Rikki Toner (Afterglow) local music scene pioneer
Eindp Photography capturing the scene, his work is used on this blog with his kind permission
Ben White sound
Before I entered Behind the Wall to head upstairs into the Loft (the ale house for the older bairns) I had no idea who was playing tonight. The fact that event organiser Rikki Toner has made so much of an effort to continue his push to rebuild the local music scene has made me determined to go and support it.
Once I had paid at the door, pleased that my fiver would be going towards the bands I met up with the one and only Stewart McCairney, quickly followed by Greg McSorley. We reflected on our last gig (the week before at North Star) and planned our next assault on world music domination.
While we plotted to headline Glastonbury the soundcheck was one two-ing in the background preparing for the night ahead. Just before 9 the first band would adorn the stage.
The tall, confident singer/guitarist Aidan Buhrmann of Falkirk’s Bootsie Blue held things together well and was clearly happy to be upon the loft stage.
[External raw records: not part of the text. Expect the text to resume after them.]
use axum::extract::State;
use axum::http::StatusCode;
use axum::response::{Json, Response};
use serde_json::{json, Value};

use crate::error::{respond, EngineResult};
use crate::server::AppState;

pub async fn health(State(state): State<AppState>) -> Response {
    let engine = state.node.engine();
    if engine.is_read_caught_up() {
        respond(StatusCode::OK, json!({"ok": true}))
    } else {
        respond(
            StatusCode::SERVICE_UNAVAILABLE,
            json!({"ok": false, "resource_error": "LAGGING_OR_NOT_READY"}),
        )
    }
}

pub async fn cluster_status(State(state): State<AppState>) -> Json<Value> {
    Json(state.node.get_status())
}

pub async fn trigger_snapshot(State(state): State<AppState>) -> EngineResult<Json<Value>> {
    state.node.snapshot()?;
    Ok(Json(json!({"success": true})))
}

pub async fn trigger_vote(State(state): State<AppState>) -> EngineResult<Json<Value>> {
    state.node.trigger_vote()?;
    Ok(Json(json!({"success": true})))
}
use std::collections::{BTreeSet, HashMap};

/// Per-field facet index. Keeps both directions: the value index for the
/// precomputed counting strategy, and the document column for the
/// iterate-the-filter strategy.
#[derive(Debug, Default)]
pub struct FacetIndex {
    value_docs: HashMap<String, BTreeSet<u32>>,
    doc_values: HashMap<u32, Vec<String>>,
}

impl FacetIndex {
    pub fn new() -> Self {
        Self::default()
    }

    pub fn insert(&mut self, seq_id: u32, value: &str) {
        self.value_docs
            .entry(value.to_string())
            .or_default()
            .insert(seq_id);
        self.doc_values
            .entry(seq_id)
            .or_default()
            .push(value.to_string());
    }

    pub fn remove(&mut self, seq_id: u32) {
        let Some(values) = self.doc_values.remove(&seq_id) else {
            return;
        };
        for value in values {
            let mut empty = false;
            if let Some(docs) = self.value_docs.get_mut(&value) {
                docs.remove(&seq_id);
                empty = docs.is_empty();
            }
            if empty {
                self.value_docs.remove(&value);
            }
        }
    }

    pub fn values_of(&self, seq_id: u32) -> Option<&Vec<String>> {
        self.doc_values.get(&seq_id)
    }

    pub fn num_values(&self) -> usize {
        self.value_docs.len()
    }

    /// Iterate the result set, accumulating value → count.
    pub fn count_by_iteration<'a, I>(&self, result_ids: I) -> HashMap<String, u32>
    where
        I: IntoIterator<Item = &'a u32>,
    {
        let mut counts: HashMap<String, u32> = HashMap::new();
        for seq_id in result_ids {
            if let Some(values) = self.doc_values.get(seq_id) {
                for value in values {
                    *counts.entry(value.clone()).or_insert(0) += 1;
                }
            }
        }
        counts
    }

    /// Walk the value index, intersecting each value's postings with the
    /// result set. Cheaper when distinct values are few and results are many.
    pub fn count_by_value_index(&self, result_ids: &BTreeSet<u32>) -> HashMap<String, u32> {
        let mut counts: HashMap<String, u32> = HashMap::new();
        for (value, docs) in &self.value_docs {
            let count = docs.intersection(result_ids).count() as u32;
            if count > 0 {
                counts.insert(value.clone(), count);
            }
        }
        counts
    }
}

#[cfg(test)]
mod tests {
    use super::*;

    fn sample() -> FacetIndex {
        let mut index = FacetIndex::new();
        index.insert(1, "fiction");
        index.insert(2, "fiction");
        index.insert(3, "poetry");
        index.insert(3, "classic");
        index
    }

    #[test]
    fn test_count_by_iteration() {
        let index = sample();
        let results = vec![1, 2, 3];
        let counts = index.count_by_iteration(results.iter());
        assert_eq!(counts.get("fiction"), Some(&2));
        assert_eq!(counts.get("poetry"), Some(&1));
        assert_eq!(counts.get("classic"), Some(&1));
    }

    #[test]
    fn test_count_by_value_index_matches_iteration() {
        let index = sample();
        let results: BTreeSet<u32> = [1, 3].into_iter().collect();
        let by_value = index.count_by_value_index(&results);
        let by_iter = index.count_by_iteration(results.iter());
        assert_eq!(by_value, by_iter);
        assert_eq!(by_value.get("fiction"), Some(&1));
    }

    #[test]
    fn test_remove() {
        let mut index = sample();
        index.remove(3);
        let counts = index.count_by_iteration([1, 2, 3].iter());
        assert!(!counts.contains_key("poetry"));
        assert_eq!(index.num_values(), 1);
    }
}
Dressed in black jeans, that looked welded on, the big chap strutted about the stage. Their drummer, Ian Simpson was manic. This guy truly delivered stunning beats hammering the poor drum kit to within an inch of new skins. You could see he felt every beat, superb. The bass player Callum Barret balanced things by being subtly calm and focused on keeping the Bootsie’s sound tight.
There were great songs unfortunately I don’t know the titles but ‘Bad Apples’ was a highlight. The first half of these guys set was probably the best I’ve heard in the local setting for a long time. The songs were dynamic and well structured. Once they flesh out their set I’d be surprised if they don’t make some sort of impression on the Scottish scene and are one of Falkirk’s most promising bands. (lets hope the scene grows with them)
As the night wore on I sampled more Tryst Carronade and blether to both Stu and Greg about the local scene we were thoroughly enjoying supporting other bands. For a while we, like many other people, stayed away from Falkirk bemoaning the lack of live music in our town. Yet we failed to realise that staying away contributes to the problem.
Up next was Glasgow band The Projection. Now I can be dumb at times so when I explained to Greg and Stu that I was looking forward to a visual spectacle by the projection I was ridiculed. (in my defence many bands use projection, most recently at Shuffle Down, when Paddy Steer was performing)
No offence but these guys are ‘experienced’ and it’s great to see Rikki had booked a diverse set of acts. These guys, bar James Lee Brodie on the guitar, are older and still belting out the tunes.
Stewart Cuthill was shielding his eyes looking for the crowd and eventually he left the stage to dance with the audience. They had a punk ethic with good melodic licks and Stewart had donned a nice ‘London, Rome, Paris, Falkirk’ tee shirt. Its great to see our fine town in the same light as these cities! At one point he explained that there “should be thousands of people here” before launching into No Fracking in Falkirk. Which had the biggest crowd response.
The headline act, also hailing from Glasgow, were Grim Morrison a three piece who borrowed the excellent Ian Simpson from Bootsie Blues to play drums. They grooved well and I thoroughly enjoyed their set. James McManus on guitar and vocals gave it his all and he looked like he enjoyed it, Meg Kenny on bass donned with a floppy hat danced away as she skillfully handled bass duties.
By end of the night I was tipsy; full of Carronade ale and ready to get the train home. There is no doubt that I enjoyed the night with good company and it was good to catch up with Falkirk music scene once again. Long may this continue. Please support it if you can.